Supplied records:
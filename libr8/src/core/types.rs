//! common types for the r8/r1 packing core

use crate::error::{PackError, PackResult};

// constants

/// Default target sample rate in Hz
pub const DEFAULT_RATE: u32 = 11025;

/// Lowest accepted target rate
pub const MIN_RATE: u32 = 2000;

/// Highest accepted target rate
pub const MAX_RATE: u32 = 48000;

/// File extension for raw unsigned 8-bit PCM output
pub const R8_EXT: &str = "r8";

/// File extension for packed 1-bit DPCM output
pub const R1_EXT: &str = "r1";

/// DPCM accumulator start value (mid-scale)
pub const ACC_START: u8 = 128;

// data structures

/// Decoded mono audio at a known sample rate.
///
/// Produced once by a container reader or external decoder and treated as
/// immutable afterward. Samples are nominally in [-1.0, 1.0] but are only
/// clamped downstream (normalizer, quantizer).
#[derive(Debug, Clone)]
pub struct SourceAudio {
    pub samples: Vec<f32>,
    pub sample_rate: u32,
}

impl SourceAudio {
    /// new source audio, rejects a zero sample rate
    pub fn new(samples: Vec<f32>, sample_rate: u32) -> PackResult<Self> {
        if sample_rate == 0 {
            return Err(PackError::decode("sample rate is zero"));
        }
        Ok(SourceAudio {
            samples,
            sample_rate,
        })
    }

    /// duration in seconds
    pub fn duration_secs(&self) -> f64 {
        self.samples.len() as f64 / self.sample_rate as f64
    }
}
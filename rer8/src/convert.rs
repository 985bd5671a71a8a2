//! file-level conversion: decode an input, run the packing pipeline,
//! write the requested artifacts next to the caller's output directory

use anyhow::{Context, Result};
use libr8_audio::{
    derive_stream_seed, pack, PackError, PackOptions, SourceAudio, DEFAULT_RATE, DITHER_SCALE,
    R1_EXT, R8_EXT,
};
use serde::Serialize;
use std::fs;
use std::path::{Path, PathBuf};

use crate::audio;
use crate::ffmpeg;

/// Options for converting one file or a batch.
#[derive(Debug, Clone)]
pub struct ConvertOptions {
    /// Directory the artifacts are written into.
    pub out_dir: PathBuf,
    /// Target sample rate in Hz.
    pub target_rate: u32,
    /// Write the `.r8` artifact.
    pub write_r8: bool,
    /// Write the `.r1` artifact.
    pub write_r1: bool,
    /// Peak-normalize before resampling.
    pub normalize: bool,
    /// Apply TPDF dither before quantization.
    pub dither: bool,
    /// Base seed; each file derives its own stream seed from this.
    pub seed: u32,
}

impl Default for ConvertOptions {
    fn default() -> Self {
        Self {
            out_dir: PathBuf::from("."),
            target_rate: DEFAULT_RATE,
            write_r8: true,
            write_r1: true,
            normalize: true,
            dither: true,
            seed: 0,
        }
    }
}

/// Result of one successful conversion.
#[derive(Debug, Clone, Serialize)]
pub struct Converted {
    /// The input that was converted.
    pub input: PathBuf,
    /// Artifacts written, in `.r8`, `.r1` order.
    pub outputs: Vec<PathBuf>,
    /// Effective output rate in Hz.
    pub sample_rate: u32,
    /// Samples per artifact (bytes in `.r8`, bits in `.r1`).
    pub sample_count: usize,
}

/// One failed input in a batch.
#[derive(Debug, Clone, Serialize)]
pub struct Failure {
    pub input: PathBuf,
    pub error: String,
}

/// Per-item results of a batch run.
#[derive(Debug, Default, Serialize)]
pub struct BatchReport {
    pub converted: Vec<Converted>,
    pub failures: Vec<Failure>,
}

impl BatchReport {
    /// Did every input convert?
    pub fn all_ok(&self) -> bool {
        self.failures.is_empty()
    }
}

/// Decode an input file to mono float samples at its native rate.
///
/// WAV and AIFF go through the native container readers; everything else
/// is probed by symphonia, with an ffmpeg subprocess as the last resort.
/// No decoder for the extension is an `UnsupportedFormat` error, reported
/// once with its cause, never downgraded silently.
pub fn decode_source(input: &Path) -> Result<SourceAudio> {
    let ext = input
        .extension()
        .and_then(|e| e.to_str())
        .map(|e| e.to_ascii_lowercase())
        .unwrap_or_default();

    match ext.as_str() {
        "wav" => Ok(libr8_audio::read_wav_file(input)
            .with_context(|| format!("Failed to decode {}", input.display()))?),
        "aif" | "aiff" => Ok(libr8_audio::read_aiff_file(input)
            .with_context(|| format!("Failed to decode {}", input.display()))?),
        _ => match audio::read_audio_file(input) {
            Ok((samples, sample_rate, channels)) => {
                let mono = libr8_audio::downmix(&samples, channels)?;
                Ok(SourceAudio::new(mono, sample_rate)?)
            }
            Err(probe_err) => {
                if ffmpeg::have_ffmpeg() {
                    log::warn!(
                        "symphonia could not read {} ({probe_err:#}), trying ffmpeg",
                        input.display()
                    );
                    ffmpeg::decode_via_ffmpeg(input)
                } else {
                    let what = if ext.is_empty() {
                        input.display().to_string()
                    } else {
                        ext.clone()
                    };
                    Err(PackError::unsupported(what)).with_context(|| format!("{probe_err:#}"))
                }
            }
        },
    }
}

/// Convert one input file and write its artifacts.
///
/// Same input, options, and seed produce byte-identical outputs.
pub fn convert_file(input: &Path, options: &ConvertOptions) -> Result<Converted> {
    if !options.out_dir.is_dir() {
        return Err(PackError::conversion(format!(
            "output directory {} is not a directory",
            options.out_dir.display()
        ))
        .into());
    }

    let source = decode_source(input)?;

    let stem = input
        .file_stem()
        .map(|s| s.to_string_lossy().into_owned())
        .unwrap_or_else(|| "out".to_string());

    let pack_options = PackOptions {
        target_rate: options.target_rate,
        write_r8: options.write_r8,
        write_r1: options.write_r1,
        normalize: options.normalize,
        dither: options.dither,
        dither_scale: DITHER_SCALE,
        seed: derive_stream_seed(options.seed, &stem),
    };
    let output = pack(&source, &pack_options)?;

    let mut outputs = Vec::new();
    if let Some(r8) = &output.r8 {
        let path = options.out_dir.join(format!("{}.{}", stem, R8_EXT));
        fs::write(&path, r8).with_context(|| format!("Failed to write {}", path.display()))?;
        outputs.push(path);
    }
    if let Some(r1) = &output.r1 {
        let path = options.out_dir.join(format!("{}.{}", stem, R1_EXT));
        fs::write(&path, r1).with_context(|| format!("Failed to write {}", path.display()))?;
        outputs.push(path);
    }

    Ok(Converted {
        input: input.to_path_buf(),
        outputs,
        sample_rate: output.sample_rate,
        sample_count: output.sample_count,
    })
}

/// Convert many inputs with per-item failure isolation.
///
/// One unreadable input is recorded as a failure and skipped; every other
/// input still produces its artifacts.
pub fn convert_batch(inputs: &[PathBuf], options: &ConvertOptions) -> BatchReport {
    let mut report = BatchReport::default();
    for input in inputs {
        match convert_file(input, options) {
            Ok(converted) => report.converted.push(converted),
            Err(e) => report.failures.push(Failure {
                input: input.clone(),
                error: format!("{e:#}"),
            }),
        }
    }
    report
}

Activity: Take each line in the listing that has the word "PathBuf" and copy it.

Response below:
use std::path::{Path, PathBuf};
    pub out_dir: PathBuf,
            out_dir: PathBuf::from("."),
    pub input: PathBuf,
    pub outputs: Vec<PathBuf>,
    pub input: PathBuf,
pub fn convert_batch(inputs: &[PathBuf], options: &ConvertOptions) -> BatchReport {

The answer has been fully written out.